Observers also worry that the government may run out of patience with the KIO and attempt to wipe out the group’s military wing, the Kachin Independence Army, through a full offensive. Instead of focusing on a ceasefire, the KIO delegates kept asking for political dialogue. Aung Min finally agreed.

After the ethnic Wa, the KIO is the strongest ethnic group in military terms and rushed to sign a ceasefire agreement with ex-junta government in 1994, leaving fellow ethnic groups such as the Karen, Shan, Karenni, Mon and others behind.

Soon after the agreement, KIO leaders began focusing on business interests with the government—such as jade mining, timber and border trade with Chinese businessmen. Yet the underlying problem, a political resolution, was never properly addressed.

Some critics say that the ceasefire only benefited the government, Chinese businessmen and a small cabal of top KIO leaders while the livelihoods of ordinary Kachin civilians did not improve. The 1994 ceasefire eventually broke down in June last year.

Perhaps this explains why the KIO is not interested in signing a ceasefire this time. Perhaps they now realize that there cannot be genuine peace without solving underlying political issues such as equal rights, greater freedom and self-determination.
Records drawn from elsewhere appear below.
//! Stock-versus-demand analysis over open orders

use std::collections::HashMap;

use rust_decimal::Decimal;
use serde::{Deserialize, Serialize};
use uuid::Uuid;

use crate::costing::{add_or_overflow, index_products, mul_or_overflow, ProductIndex};
use crate::error::DomainError;
use crate::models::{Ingredient, Order, Product, Unit};

/// Policy for splitting shortages into `low` and `critical`
#[derive(Debug, Clone, Copy, Serialize, Deserialize, PartialEq)]
pub struct StockPolicy {
    /// A shortage at or above this fraction of demand is critical.
    /// 0.5 means "stock covers less than half of what open orders need".
    pub critical_ratio: Decimal,
}

impl Default for StockPolicy {
    fn default() -> Self {
        Self {
            critical_ratio: Decimal::new(5, 1),
        }
    }
}

/// Classification of an ingredient's balance against pending demand
#[derive(Debug, Clone, Copy, Serialize, Deserialize, PartialEq, Eq, Hash)]
#[serde(rename_all = "snake_case")]
pub enum StockStatus {
    Sufficient,
    Low,
    Critical,
    Unused,
}

impl StockStatus {
    pub fn needs_attention(&self) -> bool {
        matches!(self, StockStatus::Low | StockStatus::Critical)
    }
}

impl StockPolicy {
    pub fn classify(&self, stock: Decimal, demand: Decimal) -> StockStatus {
        if demand <= Decimal::ZERO {
            return StockStatus::Unused;
        }

        if stock >= demand {
            return StockStatus::Sufficient;
        }

        // A shortage too large to represent is critical
        match demand.checked_sub(stock).and_then(|s| s.checked_div(demand)) {
            Some(ratio) if ratio < self.critical_ratio => StockStatus::Low,
            _ => StockStatus::Critical,
        }
    }
}

/// Ingredient quantities consumed by one order, following each product's
/// bill of materials. Lines whose product no longer exists are skipped.
pub fn order_consumption(
    order: &Order,
    products: &ProductIndex<'_>,
) -> Result<HashMap<Uuid, Decimal>, DomainError> {
    let mut consumption: HashMap<Uuid, Decimal> = HashMap::new();

    for item in &order.items {
        let Some(product) = products.get(&item.product_id) else {
            continue;
        };
        for recipe_item in &product.recipe {
            let quantity = mul_or_overflow(recipe_item.quantity, item.quantity, "consumption")?;
            let total = consumption.entry(recipe_item.ingredient_id).or_default();
            *total = add_or_overflow(*total, quantity, "consumption")?;
        }
    }

    Ok(consumption)
}

/// Projected consumption across the orders that are still open.
/// Delivered and cancelled orders contribute nothing.
pub fn compute_demand<'a, I>(
    orders: I,
    products: &ProductIndex<'_>,
) -> Result<HashMap<Uuid, Decimal>, DomainError>
where
    I: IntoIterator<Item = &'a Order>,
{
    let mut demand: HashMap<Uuid, Decimal> = HashMap::new();

    for order in orders.into_iter().filter(|o| o.is_open()) {
        for (ingredient_id, quantity) in order_consumption(order, products)? {
            let total = demand.entry(ingredient_id).or_default();
            *total = add_or_overflow(*total, quantity, "demand")?;
        }
    }

    Ok(demand)
}

/// Balance of one ingredient against pending demand
#[derive(Debug, Clone, Serialize, Deserialize, PartialEq)]
pub struct IngredientBalance {
    pub ingredient_id: Uuid,
    pub name: String,
    pub unit: Unit,
    pub demand: Decimal,
    pub stock: Decimal,
    pub balance: Decimal,
    pub status: StockStatus,
    /// Balance dropped under the ingredient's configured minimum
    pub below_minimum: bool,
}

/// Compare each ingredient's stock with the demand implied by `orders`
pub fn analyze_stock(
    ingredients: &[Ingredient],
    orders: &[Order],
    products: &[Product],
    policy: &StockPolicy,
) -> Result<Vec<IngredientBalance>, DomainError> {
    let product_index = index_products(products);
    let demand = compute_demand(orders, &product_index)?;

    ingredients
        .iter()
        .map(|ingredient| -> Result<IngredientBalance, DomainError> {
            let demand = demand.get(&ingredient.id).copied().unwrap_or_default();
            let balance = ingredient
                .stock_quantity
                .checked_sub(demand)
                .ok_or(DomainError::Overflow("stock balance"))?;

            Ok(IngredientBalance {
                ingredient_id: ingredient.id,
                name: ingredient.name.clone(),
                unit: ingredient.unit,
                demand,
                stock: ingredient.stock_quantity,
                balance,
                status: policy.classify(ingredient.stock_quantity, demand),
                below_minimum: ingredient.min_stock.is_some_and(|min| balance < min),
            })
        })
        .collect()
}

/// Counts per status, for dashboard badges
#[derive(Debug, Clone, Default, Serialize, Deserialize, PartialEq, Eq)]
pub struct StockStatusCounts {
    pub sufficient: usize,
    pub low: usize,
    pub critical: usize,
    pub unused: usize,
}

pub fn count_statuses(balances: &[IngredientBalance]) -> StockStatusCounts {
    balances
        .iter()
        .fold(StockStatusCounts::default(), |mut counts, b| {
            match b.status {
                StockStatus::Sufficient => counts.sufficient += 1,
                StockStatus::Low => counts.low += 1,
                StockStatus::Critical => counts.critical += 1,
                StockStatus::Unused => counts.unused += 1,
            }
            counts
        })
}

#[cfg(test)]
mod tests {
    use super::*;
    use crate::models::{OrderItem, OrderStatus, RecipeItem};
    use chrono::Utc;
    use std::str::FromStr;

    fn dec(s: &str) -> Decimal {
        Decimal::from_str(s).unwrap()
    }

    fn ingredient(name: &str, stock: &str) -> Ingredient {
        Ingredient {
            id: Uuid::new_v4(),
            business_id: Uuid::nil(),
            name: name.to_string(),
            unit: Unit::Kg,
            cost_per_unit: dec("10"),
            stock_quantity: dec(stock),
            min_stock: None,
            created_at: Utc::now(),
            updated_at: Utc::now(),
        }
    }

    fn product(recipe: Vec<RecipeItem>) -> Product {
        Product {
            id: Uuid::new_v4(),
            business_id: Uuid::nil(),
            name: "Bolo".to_string(),
            selling_price: dec("40"),
            category: None,
            recipe,
            created_at: Utc::now(),
            updated_at: Utc::now(),
        }
    }

    fn order(status: OrderStatus, product_id: Uuid, quantity: &str) -> Order {
        Order {
            id: Uuid::new_v4(),
            business_id: Uuid::nil(),
            customer_name: "Maria".to_string(),
            status,
            items: vec![OrderItem {
                product_id,
                quantity: dec(quantity),
                unit_price: dec("40"),
            }],
            delivery_date: None,
            notes: None,
            created_at: Utc::now(),
            updated_at: Utc::now(),
        }
    }

    #[test]
    fn test_classification_bands() {
        let policy = StockPolicy::default();
        assert_eq!(policy.classify(dec("5"), Decimal::ZERO), StockStatus::Unused);
        assert_eq!(policy.classify(dec("5"), dec("5")), StockStatus::Sufficient);
        assert_eq!(policy.classify(dec("4"), dec("5")), StockStatus::Low);
        assert_eq!(policy.classify(dec("2.5"), dec("5")), StockStatus::Critical);
        assert_eq!(policy.classify(dec("-1"), dec("5")), StockStatus::Critical);
        assert_eq!(policy.classify(Decimal::MIN, Decimal::MAX), StockStatus::Critical);
    }

    #[test]
    fn test_demand_overflow_is_an_error() {
        let sugar = ingredient("Açúcar", "0");
        let candy = product(vec![RecipeItem::new(sugar.id, Decimal::MAX)]);
        let orders = [order(OrderStatus::Pending, candy.id, "2")];

        let result = analyze_stock(&[sugar], &orders, &[candy], &StockPolicy::default());
        assert_eq!(result, Err(DomainError::Overflow("consumption")));
    }

    #[test]
    fn test_terminal_orders_add_no_demand() {
        let flour = ingredient("Farinha", "1");
        let cake = product(vec![RecipeItem::new(flour.id, dec("0.5"))]);
        let orders = vec![
            order(OrderStatus::Pending, cake.id, "2"),
            order(OrderStatus::Delivered, cake.id, "100"),
            order(OrderStatus::Cancelled, cake.id, "100"),
        ];

        let balances = analyze_stock(
            &[flour.clone()],
            &orders,
            &[cake],
            &StockPolicy::default(),
        )
        .unwrap();

        assert_eq!(balances[0].demand, dec("1.0"));
        assert_eq!(balances[0].balance, Decimal::ZERO);
        assert_eq!(balances[0].status, StockStatus::Sufficient);
    }

    #[test]
    fn test_demand_multiplies_recipe_by_order_quantity() {
        let chocolate = ingredient("Chocolate", "0");
        let brownie = product(vec![
            RecipeItem::new(chocolate.id, dec("0.1")),
            RecipeItem::new(chocolate.id, dec("0.05")),
        ]);
        let products = [brownie.clone()];
        let index = index_products(&products);
        let orders = [
            order(OrderStatus::Preparing, brownie.id, "4"),
            order(OrderStatus::Ready, brownie.id, "2"),
        ];

        let demand = compute_demand(orders.iter(), &index).unwrap();
        assert_eq!(demand[&chocolate.id], dec("0.9"));
    }

    #[test]
    fn test_unknown_product_lines_are_skipped() {
        let index = ProductIndex::new();
        let pending = order(OrderStatus::Pending, Uuid::new_v4(), "3");
        assert!(order_consumption(&pending, &index).unwrap().is_empty());
    }

    #[test]
    fn test_below_minimum_flag() {
        let mut milk = ingredient("Leite", "3");
        milk.min_stock = Some(dec("2"));
        let pudding = product(vec![RecipeItem::new(milk.id, dec("1"))]);
        let orders = [order(OrderStatus::Pending, pudding.id, "2")];

        let balances =
            analyze_stock(&[milk], &orders, &[pudding], &StockPolicy::default()).unwrap();
        assert_eq!(balances[0].balance, dec("1"));
        assert!(balances[0].below_minimum);
        assert_eq!(balances[0].status, StockStatus::Sufficient);
    }

    #[test]
    fn test_count_statuses() {
        let used = ingredient("Farinha", "0");
        let idle = ingredient("Fermento", "3");
        let bread = product(vec![RecipeItem::new(used.id, dec("1"))]);
        let orders = [order(OrderStatus::Pending, bread.id, "1")];

        let balances =
            analyze_stock(&[used, idle], &orders, &[bread], &StockPolicy::default()).unwrap();
        let counts = count_statuses(&balances);
        assert_eq!(counts.critical, 1);
        assert_eq!(counts.unused, 1);
    }
}
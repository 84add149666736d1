//! Configuration management for Cozinha ao Lucro
//!
//! Supports hierarchical configuration loading:
//! 1. Default values in code
//! 2. Configuration files (development.toml, production.toml)
//! 3. Environment variable overrides with CAL_ prefix

use config::{ConfigError, Environment, File};
use rust_decimal::Decimal;
use serde::Deserialize;
use shared::StockPolicy;

/// Main application configuration
#[derive(Debug, Deserialize, Clone)]
pub struct Config {
    /// Current environment (development, production)
    pub environment: String,

    /// Server configuration
    pub server: ServerConfig,

    /// Database configuration
    pub database: DatabaseConfig,

    /// JWT authentication configuration
    pub jwt: JwtConfig,

    /// Stock analysis configuration
    pub stock: StockConfig,
}

#[derive(Debug, Deserialize, Clone)]
pub struct ServerConfig {
    /// Server port
    pub port: u16,

    /// Server host
    pub host: String,
}

#[derive(Debug, Deserialize, Clone)]
pub struct DatabaseConfig {
    /// PostgreSQL connection URL
    pub url: String,

    /// Maximum number of connections in the pool
    pub max_connections: u32,

    /// Minimum number of connections in the pool
    pub min_connections: u32,
}

#[derive(Debug, Deserialize, Clone)]
pub struct JwtConfig {
    /// Secret key for signing JWT tokens
    pub secret: String,

    /// Access token expiration in seconds
    pub access_token_expiry: i64,

    /// Refresh token expiration in seconds
    pub refresh_token_expiry: i64,
}

#[derive(Debug, Deserialize, Clone)]
pub struct StockConfig {
    /// Shortage-to-demand ratio from which a shortage is critical
    pub critical_ratio: Decimal,

    /// Default window, in days, of orders considered by the stock analysis
    pub analysis_window_days: u32,
}

impl StockConfig {
    pub fn policy(&self) -> StockPolicy {
        StockPolicy {
            critical_ratio: self.critical_ratio,
        }
    }
}

impl Config {
    /// Load configuration from files and environment variables
    pub fn load() -> Result<Self, ConfigError> {
        let environment = std::env::var("CAL_ENVIRONMENT").unwrap_or_else(|_| "development".into());

        let config = config::Config::builder()
            // Start with default values
            .set_default("environment", environment.clone())?
            .set_default("server.port", 3000)?
            .set_default("server.host", "0.0.0.0")?
            .set_default("database.max_connections", 10)?
            .set_default("database.min_connections", 2)?
            .set_default("jwt.access_token_expiry", 3600)?
            .set_default("jwt.refresh_token_expiry", 604800)?
            .set_default("stock.critical_ratio", "0.5")?
            .set_default("stock.analysis_window_days", 30)?
            // Load environment-specific config file
            .add_source(File::with_name(&format!("config/{}", environment)).required(false))
            // Override with environment variables (CAL_ prefix)
            .add_source(
                Environment::with_prefix("CAL")
                    .separator("__")
                    .try_parsing(true),
            )
            .build()?;

        let config: Config = config.try_deserialize()?;
        config.validate()?;
        Ok(config)
    }

    fn validate(&self) -> Result<(), ConfigError> {
        if self.stock.critical_ratio <= Decimal::ZERO {
            return Err(ConfigError::Message(
                "stock.critical_ratio must be greater than zero".to_string(),
            ));
        }
        if self.jwt.secret.len() < 16 && self.environment == "production" {
            return Err(ConfigError::Message(
                "jwt.secret must be at least 16 characters in production".to_string(),
            ));
        }
        Ok(())
    }
}

impl Default for ServerConfig {
    fn default() -> Self {
        Self {
            port: 3000,
            host: "0.0.0.0".to_string(),
        }
    }
}

impl Default for StockConfig {
    fn default() -> Self {
        Self {
            critical_ratio: StockPolicy::default().critical_ratio,
            analysis_window_days: 30,
        }
    }
}
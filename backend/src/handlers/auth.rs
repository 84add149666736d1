//! Authentication handlers

use axum::{extract::State, http::StatusCode, Json};
use serde::Deserialize;

use crate::error::AppError;
use crate::services::auth::{AuthTokens, RegisterInput, RegisterResponse};
use crate::services::AuthService;
use crate::AppState;

#[derive(Deserialize)]
pub struct LoginRequest {
    pub email: String,
    pub password: String,
}

#[derive(Deserialize)]
pub struct RefreshRequest {
    pub refresh_token: String,
}

/// Login endpoint handler
pub async fn login(
    State(state): State<AppState>,
    Json(body): Json<LoginRequest>,
) -> Result<Json<AuthTokens>, AppError> {
    let auth_service = AuthService::new(state.db.clone(), &state.config);
    let tokens = auth_service.login(&body.email, &body.password).await?;
    Ok(Json(tokens))
}

/// Register account endpoint handler
pub async fn register(
    State(state): State<AppState>,
    Json(body): Json<RegisterInput>,
) -> Result<(StatusCode, Json<RegisterResponse>), AppError> {
    let auth_service = AuthService::new(state.db.clone(), &state.config);
    let result = auth_service.register(body).await?;
    Ok((StatusCode::CREATED, Json(result)))
}

/// Refresh token endpoint handler
pub async fn refresh(
    State(state): State<AppState>,
    Json(body): Json<RefreshRequest>,
) -> Result<Json<AuthTokens>, AppError> {
    let auth_service = AuthService::new(state.db.clone(), &state.config);
    let tokens = auth_service.refresh_token(&body.refresh_token).await?;
    Ok(Json(tokens))
}
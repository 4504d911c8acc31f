use crate::SeqError;
use serde::de::{self, Visitor};
use serde::{Deserialize, Deserializer, Serialize, Serializer};
use std::borrow::Borrow;
use std::fmt;
use std::hash::{Hash, Hasher};
use std::marker::PhantomData;
use std::ops::Index;
use std::str::FromStr;

/// Alphabet rules for the contents of a [`ByteArray`].
pub trait ArrayContent {
    /// Map an input byte into its stored form before validation.
    fn normalize(byte: u8) -> u8 {
        byte
    }

    /// Whether `byte` is allowed in the array.
    fn is_valid(byte: u8) -> bool;

    /// Human readable description of the allowed contents.
    fn expected_contents() -> &'static str;
}

/// Fixed-capacity container for a short validated sequence.
/// The capacity is `N` and the contents are checked by `T`.
#[derive(Clone, Copy, PartialOrd, Ord, Eq)]
pub struct ByteArray<T, const N: usize>
where
    T: ArrayContent,
{
    bytes: [u8; N],
    length: u8,
    phantom: PhantomData<T>,
}

impl<T, const N: usize> ByteArray<T, N>
where
    T: ArrayContent,
{
    pub fn new() -> Self {
        ByteArray {
            length: 0,
            bytes: [0; N],
            phantom: PhantomData,
        }
    }

    /// Build an array from `src`, normalizing each byte and rejecting bytes
    /// outside the alphabet or inputs longer than `N`.
    pub fn from_bytes(src: &[u8]) -> Result<Self, SeqError> {
        if src.len() > N {
            return Err(SeqError::TooLong {
                seq: String::from_utf8_lossy(src).into_owned(),
                len: src.len(),
                capacity: N,
            });
        }
        let mut arr = Self::new();
        for (i, &b) in src.iter().enumerate() {
            let b = T::normalize(b);
            if !T::is_valid(b) {
                return Err(SeqError::InvalidCharacter {
                    seq: String::from_utf8_lossy(src).into_owned(),
                    character: char::from(src[i]),
                    position: i,
                    expected: T::expected_contents(),
                });
            }
            arr.bytes[i] = b;
        }
        arr.length = src.len() as u8;
        Ok(arr)
    }

    /// Caller needs to ensure that the bytes are valid and fit.
    pub(crate) fn from_iter_unchecked<C, D>(src: D) -> Self
    where
        C: Borrow<u8>,
        D: IntoIterator<Item = C>,
    {
        let mut arr = Self::new();
        for (l, r) in arr.bytes.iter_mut().zip(src) {
            *l = *r.borrow();
            arr.length += 1;
        }
        arr
    }

    /// Returns a byte slice of the contents.
    pub fn as_bytes(&self) -> &[u8] {
        &self.bytes[0..self.length as usize]
    }

    /// Returns a str of the contents.
    pub fn as_str(&self) -> &str {
        std::str::from_utf8(self.as_bytes()).unwrap()
    }

    pub fn len(&self) -> usize {
        self.length as usize
    }

    pub fn is_empty(&self) -> bool {
        self.length == 0
    }

    pub fn iter(&self) -> std::slice::Iter<'_, u8> {
        self.as_bytes().iter()
    }
}

impl<T, const N: usize> Default for ByteArray<T, N>
where
    T: ArrayContent,
{
    fn default() -> Self {
        Self::new()
    }
}

impl<T, const N: usize> FromStr for ByteArray<T, N>
where
    T: ArrayContent,
{
    type Err = SeqError;

    fn from_str(s: &str) -> Result<Self, Self::Err> {
        Self::from_bytes(s.trim().as_bytes())
    }
}

impl<T, const N: usize> fmt::Display for ByteArray<T, N>
where
    T: ArrayContent,
{
    fn fmt(&self, f: &mut fmt::Formatter<'_>) -> fmt::Result {
        f.write_str(self.as_str())
    }
}

impl<T, const N: usize> fmt::Debug for ByteArray<T, N>
where
    T: ArrayContent,
{
    fn fmt(&self, f: &mut fmt::Formatter<'_>) -> fmt::Result {
        fmt::Display::fmt(&self, f)
    }
}

impl<T, const N: usize> Index<usize> for ByteArray<T, N>
where
    T: ArrayContent,
{
    type Output = u8;

    fn index(&self, index: usize) -> &Self::Output {
        assert!(index < self.length as usize, "index out of bounds");
        &self.bytes[index]
    }
}

impl<T, const N: usize> AsRef<[u8]> for ByteArray<T, N>
where
    T: ArrayContent,
{
    fn as_ref(&self) -> &[u8] {
        self.as_bytes()
    }
}

impl<T, const N: usize> From<ByteArray<T, N>> for String
where
    T: ArrayContent,
{
    fn from(v: ByteArray<T, N>) -> String {
        String::from(v.as_str())
    }
}

impl<T, const N: usize> Hash for ByteArray<T, N>
where
    T: ArrayContent,
{
    fn hash<H: Hasher>(&self, state: &mut H) {
        self.as_bytes().hash(state);
    }
}

impl<T, const N: usize> PartialEq for ByteArray<T, N>
where
    T: ArrayContent,
{
    fn eq(&self, other: &Self) -> bool {
        self.as_bytes() == other.as_bytes()
    }
}

impl<T, const N: usize> Serialize for ByteArray<T, N>
where
    T: ArrayContent,
{
    fn serialize<S>(&self, serializer: S) -> Result<S::Ok, S::Error>
    where
        S: Serializer,
    {
        serializer.serialize_str(self.as_str())
    }
}

impl<'de, T, const N: usize> Deserialize<'de> for ByteArray<T, N>
where
    T: ArrayContent,
{
    fn deserialize<D>(deserializer: D) -> Result<Self, D::Error>
    where
        D: Deserializer<'de>,
    {
        deserializer.deserialize_str(ByteArrayVisitor {
            phantom_t: PhantomData,
        })
    }
}

struct ByteArrayVisitor<T, const N: usize> {
    phantom_t: PhantomData<[T; N]>,
}

impl<T, const N: usize> Visitor<'_> for ByteArrayVisitor<T, N>
where
    T: ArrayContent,
{
    type Value = ByteArray<T, N>;

    fn expecting(&self, formatter: &mut fmt::Formatter<'_>) -> fmt::Result {
        formatter.write_str(T::expected_contents())
    }

    fn visit_str<E>(self, value: &str) -> Result<Self::Value, E>
    where
        E: de::Error,
    {
        value.parse().map_err(E::custom)
    }
}
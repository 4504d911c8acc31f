//! Writer for the sectioned CSV layout shared by both sample sheet versions.

use anyhow::Result;
use csv::{Terminator, WriterBuilder};
use std::io::Write;

/// Sections of `[Name]` followed by comma-separated rows and a blank line.
pub(crate) struct SheetWriter<W: Write> {
    out: W,
}

impl<W: Write> SheetWriter<W> {
    pub(crate) fn new(out: W) -> Self {
        SheetWriter { out }
    }

    pub(crate) fn section(&mut self, name: &str) -> Result<()> {
        self.row([format!("[{name}]")])
    }

    /// One CSV record. Rows may differ in width.
    pub(crate) fn row<I, T>(&mut self, fields: I) -> Result<()>
    where
        I: IntoIterator<Item = T>,
        T: AsRef<[u8]>,
    {
        let mut csv = WriterBuilder::new()
            .flexible(true)
            .terminator(Terminator::Any(b'\n'))
            .from_writer(&mut self.out);
        csv.write_record(fields)?;
        csv.flush()?;
        Ok(())
    }

    pub(crate) fn end_section(&mut self) -> Result<()> {
        self.out.write_all(b"\n")?;
        Ok(())
    }

    pub(crate) fn finish(mut self) -> Result<()> {
        self.out.flush()?;
        Ok(())
    }
}

#[cfg(test)]
mod tests {
    use super::*;
    use pretty_assertions::assert_eq;

    #[test]
    fn test_sections_and_quoting() -> Result<()> {
        let mut buf = Vec::new();
        let mut sheet = SheetWriter::new(&mut buf);
        sheet.section("Header")?;
        sheet.row(["RunName", "run, with comma"])?;
        sheet.end_section()?;
        sheet.section("Data")?;
        sheet.row(["a", "b", "c"])?;
        sheet.row(["1"])?;
        sheet.end_section()?;
        sheet.finish()?;
        assert_eq!(
            String::from_utf8(buf)?,
            "[Header]\nRunName,\"run, with comma\"\n\n[Data]\na,b,c\n1\n\n"
        );
        Ok(())
    }
}
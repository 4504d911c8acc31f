//! Pairwise index comparison within each lane.

use crate::lanes::LaneGroups;
use index_seq::IndexSeq;
use itertools::Itertools;
use run_types::Sample;
use serde::{Deserialize, Serialize};
use std::collections::BTreeMap;
use std::fmt;
use strum_macros::Display;

/// Two samples compared on i7 alone are safely separable at this distance.
pub const I7_MIN_SAFE_DISTANCE: usize = 3;

/// Two dual-indexed samples are safely separable at this summed i7+i5 distance.
pub const COMBINED_MIN_SAFE_DISTANCE: usize = 4;

/// Which index reads a comparison used.
#[derive(Debug, Clone, Copy, PartialEq, Eq, Serialize, Deserialize, Display)]
pub enum CollisionMode {
    #[serde(rename = "i7")]
    #[strum(serialize = "i7")]
    I7,
    #[serde(rename = "i7+i5")]
    #[strum(serialize = "i7+i5")]
    Combined,
}

impl CollisionMode {
    pub fn min_safe_distance(self) -> usize {
        match self {
            CollisionMode::I7 => I7_MIN_SAFE_DISTANCE,
            CollisionMode::Combined => COMBINED_MIN_SAFE_DISTANCE,
        }
    }
}

/// Two samples in one lane whose indexes are too close to demultiplex.
#[derive(Debug, Clone, PartialEq, Eq, Serialize, Deserialize)]
pub struct IndexCollision {
    pub lane: usize,
    pub index_type: CollisionMode,
    pub sample1_id: String,
    pub sample1_name: String,
    pub sample2_id: String,
    pub sample2_name: String,
    /// `i7` or `i7+i5` depending on the mode.
    pub sequence1: String,
    pub sequence2: String,
    pub hamming_distance: usize,
    /// The minimum distance this pair should have had.
    pub threshold: usize,
}

impl fmt::Display for IndexCollision {
    fn fmt(&self, f: &mut fmt::Formatter<'_>) -> fmt::Result {
        write!(
            f,
            "{} collision in lane {}: {} ({}) vs {} ({}) - distance {} is below {}",
            self.index_type,
            self.lane,
            self.sample1_name,
            self.sequence1,
            self.sample2_name,
            self.sequence2,
            self.hamming_distance,
            self.threshold,
        )
    }
}

fn sequence_label(i7: &IndexSeq, i5: Option<&IndexSeq>) -> String {
    match i5 {
        Some(i5) => format!("{i7}+{i5}"),
        None => i7.to_string(),
    }
}

/// Compare one pair. Pairs where either sample has no i7 are never flagged.
pub fn check_pair(s1: &Sample, s2: &Sample, lane: usize) -> Option<IndexCollision> {
    let (i7_1, i7_2) = (s1.i7()?, s2.i7()?);
    let i7_distance = i7_1.distance(i7_2);

    let (mode, distance, i5s) = match (s1.i5(), s2.i5()) {
        (Some(i5_1), Some(i5_2)) => (
            CollisionMode::Combined,
            i7_distance + i5_1.distance(i5_2),
            Some((i5_1, i5_2)),
        ),
        _ => (CollisionMode::I7, i7_distance, None),
    };
    if distance >= mode.min_safe_distance() {
        return None;
    }
    Some(IndexCollision {
        lane,
        index_type: mode,
        sample1_id: s1.id.clone(),
        sample1_name: s1.display_name().to_string(),
        sample2_id: s2.id.clone(),
        sample2_name: s2.display_name().to_string(),
        sequence1: sequence_label(i7_1, i5s.map(|(a, _)| a)),
        sequence2: sequence_label(i7_2, i5s.map(|(_, b)| b)),
        hamming_distance: distance,
        threshold: mode.min_safe_distance(),
    })
}

/// Every colliding unordered pair, lane by lane.
pub fn detect_collisions(groups: &LaneGroups<'_>) -> Vec<IndexCollision> {
    groups
        .iter()
        .flat_map(|(&lane, samples)| {
            samples
                .iter()
                .tuple_combinations()
                .filter_map(move |(s1, s2)| check_pair(s1, s2, lane))
        })
        .collect()
}

/// All-vs-all distances for one lane. The diagonal, and any cell where an
/// index is missing on either side, is `None`.
#[derive(Debug, Clone, PartialEq, Eq, Serialize, Deserialize)]
pub struct IndexDistanceMatrix {
    pub sample_ids: Vec<String>,
    pub sample_names: Vec<String>,
    pub i7_distances: Vec<Vec<Option<usize>>>,
    pub i5_distances: Vec<Vec<Option<usize>>>,
    /// i7 + i5 when both are known, else whichever one is.
    pub combined_distances: Vec<Vec<Option<usize>>>,
}

impl IndexDistanceMatrix {
    pub fn for_samples(samples: &[&Sample]) -> Self {
        let n = samples.len();
        let mut i7_distances = vec![vec![None; n]; n];
        let mut i5_distances = vec![vec![None; n]; n];
        let mut combined_distances = vec![vec![None; n]; n];

        for ((i, s1), (j, s2)) in samples.iter().enumerate().tuple_combinations() {
            let i7 = s1.i7().zip(s2.i7()).map(|(a, b)| a.distance(b));
            let i5 = s1.i5().zip(s2.i5()).map(|(a, b)| a.distance(b));
            let combined = match (i7, i5) {
                (Some(a), Some(b)) => Some(a + b),
                (a, b) => a.or(b),
            };
            for (matrix, value) in [
                (&mut i7_distances, i7),
                (&mut i5_distances, i5),
                (&mut combined_distances, combined),
            ] {
                matrix[i][j] = value;
                matrix[j][i] = value;
            }
        }

        IndexDistanceMatrix {
            sample_ids: samples.iter().map(|s| s.id.clone()).collect(),
            sample_names: samples
                .iter()
                .map(|s| s.display_name().to_string())
                .collect(),
            i7_distances,
            i5_distances,
            combined_distances,
        }
    }
}

/// Distance matrices for every lane holding at least two samples.
pub fn distance_matrices(groups: &LaneGroups<'_>) -> BTreeMap<usize, IndexDistanceMatrix> {
    groups
        .iter()
        .filter(|(_, samples)| samples.len() >= 2)
        .map(|(&lane, samples)| (lane, IndexDistanceMatrix::for_samples(samples)))
        .collect()
}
Ethnic sources have also said that the KIO attempted to bring the Naypyidaw peace team to the table for political dialogue with other minority leaders such as Karen, Shan, Karenni, Mon, Chin and others. That discussion must be held under the leadership of the United Nationalities Federal Council (UNFC) ethnic alliance, which is chaired by the KIO.

Several ethnic armed groups have recently signed ceasefire deals with the government. However, they remain on shaky ground. The Karen is now facing divisive internal conflict while there are still on-and-off clashes in Shan State despite an official ceasefire agreement with the Shan State Army-South.

The breakdown of the KIO’s 17-year truce has now forced more than 90,000 civilians from their homes and to temporary displacement camps. As the KIO has great past experience dealing with central government, it should act as a pioneer for other ethnic groups in order to end civil wars and bring a permanent peace to Burma. The KIO and the Burmese military must think first about the tens of thousands of women and children suffering from their actions.

The Naypyidaw peace team should be honest with their peacemaking deals in order to earn trust from the KIO and other rebel groups. In addition, all ethnic armies must realize that they are much stronger politically when they speak with one voice. Otherwise, the on-and-off round of ceasefires will be repeated and those who continue to suffer will be society’s weakest.